Output all of the records exactly, word for word.

Excerpted records –

--

//! Rotating admin credential.
//!
//! A 12-character alphanumeric secret drawn from the OS CSPRNG, written
//! atomically to a well-known file and regenerated on a fixed period.
//! Elevation is sticky: rotation never demotes an already elevated session.

use parking_lot::RwLock;
use rand::distributions::Alphanumeric;
use rand::rngs::OsRng;
use rand::Rng;
use std::path::{Path, PathBuf};
use std::sync::Arc;
use std::time::Duration;
use subtle::ConstantTimeEq;
use tokio::sync::broadcast;
use tracing::{info, warn};

const SECRET_LEN: usize = 12;

pub struct AdminSecret {
    current: RwLock<String>,
    path: PathBuf,
}

impl AdminSecret {
    /// Generate the initial secret and persist it.
    pub async fn init(path: impl Into<PathBuf>) -> Arc<Self> {
        let secret = Arc::new(Self {
            current: RwLock::new(generate()),
            path: path.into(),
        });
        secret.persist().await;
        secret
    }

    /// Replace the secret and persist the new one.
    pub async fn rotate(&self) {
        *self.current.write() = generate();
        self.persist().await;
        info!("Admin secret rotated");
    }

    /// Constant-time comparison against the current secret.
    pub fn verify(&self, candidate: &str) -> bool {
        let current = self.current.read();
        current.as_bytes().ct_eq(candidate.as_bytes()).into()
    }

    async fn persist(&self) {
        let path = self.path.clone();
        let secret = self.current.read().clone();
        let result = tokio::task::spawn_blocking(move || write_atomic(&path, &secret)).await;
        match result {
            Ok(Ok(())) => {}
            Ok(Err(e)) => warn!(error = %e, "Failed to persist admin secret"),
            Err(e) => warn!(error = %e, "Admin secret writer task failed"),
        }
    }

    #[cfg(test)]
    pub fn current_for_tests(&self) -> String {
        self.current.read().clone()
    }
}

fn generate() -> String {
    OsRng
        .sample_iter(&Alphanumeric)
        .take(SECRET_LEN)
        .map(char::from)
        .collect()
}

/// Write via a temp file and rename so readers never see a torn secret.
fn write_atomic(path: &Path, secret: &str) -> std::io::Result<()> {
    let tmp = path.with_extension("tmp");
    std::fs::write(&tmp, format!("{secret}\n"))?;
    std::fs::rename(&tmp, path)
}

/// Long-lived rotation task parked on a monotonic interval.
pub fn spawn_rotation_task(
    secret: Arc<AdminSecret>,
    period: Duration,
    mut shutdown: broadcast::Receiver<()>,
) {
    tokio::spawn(async move {
        let mut interval = tokio::time::interval(period);
        interval.set_missed_tick_behavior(tokio::time::MissedTickBehavior::Skip);
        // The first tick fires immediately; the secret already exists.
        interval.tick().await;
        loop {
            tokio::select! {
                _ = interval.tick() => secret.rotate().await,
                _ = shutdown.recv() => break,
            }
        }
    });
}
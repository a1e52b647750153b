//! Durable set of banned peer addresses.
//!
//! The in-memory set is the authoritative cache; the backing file is
//! rewritten in full on every mutation. Bans take effect immediately even
//! if the flush fails.

use parking_lot::Mutex;
use std::collections::HashSet;
use std::io::Write;
use std::path::{Path, PathBuf};
use tracing::{info, warn};

pub struct BanStore {
    path: PathBuf,
    addrs: Mutex<HashSet<String>>,
}

impl BanStore {
    /// Load the persisted set. A missing file means no bans; lines that do
    /// not carry the `IP:` prefix are ignored.
    pub fn load(path: impl Into<PathBuf>) -> Self {
        let path = path.into();
        let mut addrs = HashSet::new();
        match std::fs::read_to_string(&path) {
            Ok(raw) => {
                for line in raw.lines() {
                    if let Some(addr) = line.trim().strip_prefix("IP:") {
                        addrs.insert(addr.to_string());
                    }
                }
                info!(count = addrs.len(), path = %path.display(), "Loaded banned addresses");
            }
            Err(e) if e.kind() == std::io::ErrorKind::NotFound => {}
            Err(e) => {
                warn!(path = %path.display(), error = %e, "Failed to read ban file");
            }
        }
        Self {
            path,
            addrs: Mutex::new(addrs),
        }
    }

    pub fn contains(&self, addr: &str) -> bool {
        self.addrs.lock().contains(addr)
    }

    /// Ban an address and rewrite the backing file. The set is updated
    /// before the flush, so the ban holds even when persistence fails.
    pub async fn add(&self, addr: String) {
        let snapshot: Vec<String> = {
            let mut addrs = self.addrs.lock();
            addrs.insert(addr);
            addrs.iter().cloned().collect()
        };
        let path = self.path.clone();
        let result = tokio::task::spawn_blocking(move || write_ban_file(&path, &snapshot)).await;
        match result {
            Ok(Ok(())) => {}
            Ok(Err(e)) => warn!(error = %e, "Failed to persist ban file"),
            Err(e) => warn!(error = %e, "Ban file writer task failed"),
        }
    }
}

fn write_ban_file(path: &Path, addrs: &[String]) -> std::io::Result<()> {
    let mut file = std::fs::File::create(path)?;
    for addr in addrs {
        writeln!(file, "IP:{addr}")?;
    }
    Ok(())
}

#[cfg(test)]
mod tests {
    use super::*;

    #[test]
    fn missing_file_means_no_bans() {
        let dir = tempfile::tempdir().unwrap();
        let store = BanStore::load(dir.path().join("banned.txt"));
        assert!(!store.contains("10.0.0.1"));
    }

    #[test]
    fn load_parses_ip_lines_and_ignores_the_rest() {
        let dir = tempfile::tempdir().unwrap();
        let path = dir.path().join("banned.txt");
        std::fs::write(&path, "IP:10.0.0.1\ngarbage\nHOST:example\n IP:10.0.0.2\n").unwrap();
        let store = BanStore::load(&path);
        assert!(store.contains("10.0.0.1"));
        assert!(store.contains("10.0.0.2"));
        assert!(!store.contains("example"));
    }

    #[tokio::test]
    async fn add_persists_the_whole_set() {
        let dir = tempfile::tempdir().unwrap();
        let path = dir.path().join("banned.txt");
        let store = BanStore::load(&path);
        store.add("10.0.0.1".to_string()).await;
        store.add("10.0.0.2".to_string()).await;
        assert!(store.contains("10.0.0.1"));

        let reloaded = BanStore::load(&path);
        assert!(reloaded.contains("10.0.0.1"));
        assert!(reloaded.contains("10.0.0.2"));
    }
}
//! Security: the persistent ban set and the rotating admin credential.

pub mod bans;
pub mod secret;

pub use bans::BanStore;
pub use secret::AdminSecret;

--

Answer box –
//! Rotating admin credential.
//!
//! A 12-character alphanumeric secret drawn from the OS CSPRNG, written
//! atomically to a well-known file and regenerated on a fixed period.
//! Elevation is sticky: rotation never demotes an already elevated session.

use parking_lot::RwLock;
use rand::distributions::Alphanumeric;
use rand::rngs::OsRng;
use rand::Rng;
use std::path::{Path, PathBuf};
use std::sync::Arc;
use std::time::Duration;
use subtle::ConstantTimeEq;
use tokio::sync::broadcast;
use tracing::{info, warn};

const SECRET_LEN: usize = 12;

pub struct AdminSecret {
    current: RwLock<String>,
    path: PathBuf,
}

impl AdminSecret {
    /// Generate the initial secret and persist it.
    pub async fn init(path: impl Into<PathBuf>) -> Arc<Self> {
        let secret = Arc::new(Self {
            current: RwLock::new(generate()),
            path: path.into(),
        });
        secret.persist().await;
        secret
    }

    /// Replace the secret and persist the new one.
    pub async fn rotate(&self) {
        *self.current.write() = generate();
        self.persist().await;
        info!("Admin secret rotated");
    }

    /// Constant-time comparison against the current secret.
    pub fn verify(&self, candidate: &str) -> bool {
        let current = self.current.read();
        current.as_bytes().ct_eq(candidate.as_bytes()).into()
    }

    async fn persist(&self) {
        let path = self.path.clone();
        let secret = self.current.read().clone();
        let result = tokio::task::spawn_blocking(move || write_atomic(&path, &secret)).await;
        match result {
            Ok(Ok(())) => {}
            Ok(Err(e)) => warn!(error = %e, "Failed to persist admin secret"),
            Err(e) => warn!(error = %e, "Admin secret writer task failed"),
        }
    }

    #[cfg(test)]
    pub fn current_for_tests(&self) -> String {
        self.current.read().clone()
    }
}

fn generate() -> String {
    OsRng
        .sample_iter(&Alphanumeric)
        .take(SECRET_LEN)
        .map(char::from)
        .collect()
}

/// Write via a temp file and rename so readers never see a torn secret.
fn write_atomic(path: &Path, secret: &str) -> std::io::Result<()> {
    let tmp = path.with_extension("tmp");
    std::fs::write(&tmp, format!("{secret}\n"))?;
    std::fs::rename(&tmp, path)
}

/// Long-lived rotation task parked on a monotonic interval.
pub fn spawn_rotation_task(
    secret: Arc<AdminSecret>,
    period: Duration,
    mut shutdown: broadcast::Receiver<()>,
) {
    tokio::spawn(async move {
        let mut interval = tokio::time::interval(period);
        interval.set_missed_tick_behavior(tokio::time::MissedTickBehavior::Skip);
        // The first tick fires immediately; the secret already exists.
        interval.tick().await;
        loop {
            tokio::select! {
                _ = interval.tick() => secret.rotate().await,
                _ = shutdown.recv() => break,
            }
        }
    });
}
repository a1e52b647750153b
//! Durable set of banned peer addresses.
//!
//! The in-memory set is the authoritative cache; the backing file is
//! rewritten in full on every mutation. Bans take effect immediately even
//! if the flush fails.

use parking_lot::Mutex;
use std::collections::HashSet;
use std::io::Write;
use std::path::{Path, PathBuf};
use tracing::{info, warn};

pub struct BanStore {
    path: PathBuf,
    addrs: Mutex<HashSet<String>>,
}

impl BanStore {
    /// Load the persisted set. A missing file means no bans; lines that do
    /// not carry the `IP:` prefix are ignored.
    pub fn load(path: impl Into<PathBuf>) -> Self {
        let path = path.into();
        let mut addrs = HashSet::new();
        match std::fs::read_to_string(&path) {
            Ok(raw) => {
                for line in raw.lines() {
                    if let Some(addr) = line.trim().strip_prefix("IP:") {
                        addrs.insert(addr.to_string());
                    }
                }
                info!(count = addrs.len(), path = %path.display(), "Loaded banned addresses");
            }
            Err(e) if e.kind() == std::io::ErrorKind::NotFound => {}
            Err(e) => {
                warn!(path = %path.display(), error = %e, "Failed to read ban file");
            }
        }
        Self {
            path,
            addrs: Mutex::new(addrs),
        }
    }

    pub fn contains(&self, addr: &str) -> bool {
        self.addrs.lock().contains(addr)
    }

    /// Ban an address and rewrite the backing file. The set is updated
    /// before the flush, so the ban holds even when persistence fails.
    pub async fn add(&self, addr: String) {
        let snapshot: Vec<String> = {
            let mut addrs = self.addrs.lock();
            addrs.insert(addr);
            addrs.iter().cloned().collect()
        };
        let path = self.path.clone();
        let result = tokio::task::spawn_blocking(move || write_ban_file(&path, &snapshot)).await;
        match result {
            Ok(Ok(())) => {}
            Ok(Err(e)) => warn!(error = %e, "Failed to persist ban file"),
            Err(e) => warn!(error = %e, "Ban file writer task failed"),
        }
    }
}

fn write_ban_file(path: &Path, addrs: &[String]) -> std::io::Result<()> {
    let mut file = std::fs::File::create(path)?;
    for addr in addrs {
        writeln!(file, "IP:{addr}")?;
    }
    Ok(())
}

#[cfg(test)]
mod tests {
    use super::*;

    #[test]
    fn missing_file_means_no_bans() {
        let dir = tempfile::tempdir().unwrap();
        let store = BanStore::load(dir.path().join("banned.txt"));
        assert!(!store.contains("10.0.0.1"));
    }

    #[test]
    fn load_parses_ip_lines_and_ignores_the_rest() {
        let dir = tempfile::tempdir().unwrap();
        let path = dir.path().join("banned.txt");
        std::fs::write(&path, "IP:10.0.0.1\ngarbage\nHOST:example\n IP:10.0.0.2\n").unwrap();
        let store = BanStore::load(&path);
        assert!(store.contains("10.0.0.1"));
        assert!(store.contains("10.0.0.2"));
        assert!(!store.contains("example"));
    }

    #[tokio::test]
    async fn add_persists_the_whole_set() {
        let dir = tempfile::tempdir().unwrap();
        let path = dir.path().join("banned.txt");
        let store = BanStore::load(&path);
        store.add("10.0.0.1".to_string()).await;
        store.add("10.0.0.2".to_string()).await;
        assert!(store.contains("10.0.0.1"));

        let reloaded = BanStore::load(&path);
        assert!(reloaded.contains("10.0.0.1"));
        assert!(reloaded.contains("10.0.0.2"));
    }
}
//! Security: the persistent ban set and the rotating admin credential.

pub mod bans;
pub mod secret;

pub use bans::BanStore;
pub use secret::AdminSecret;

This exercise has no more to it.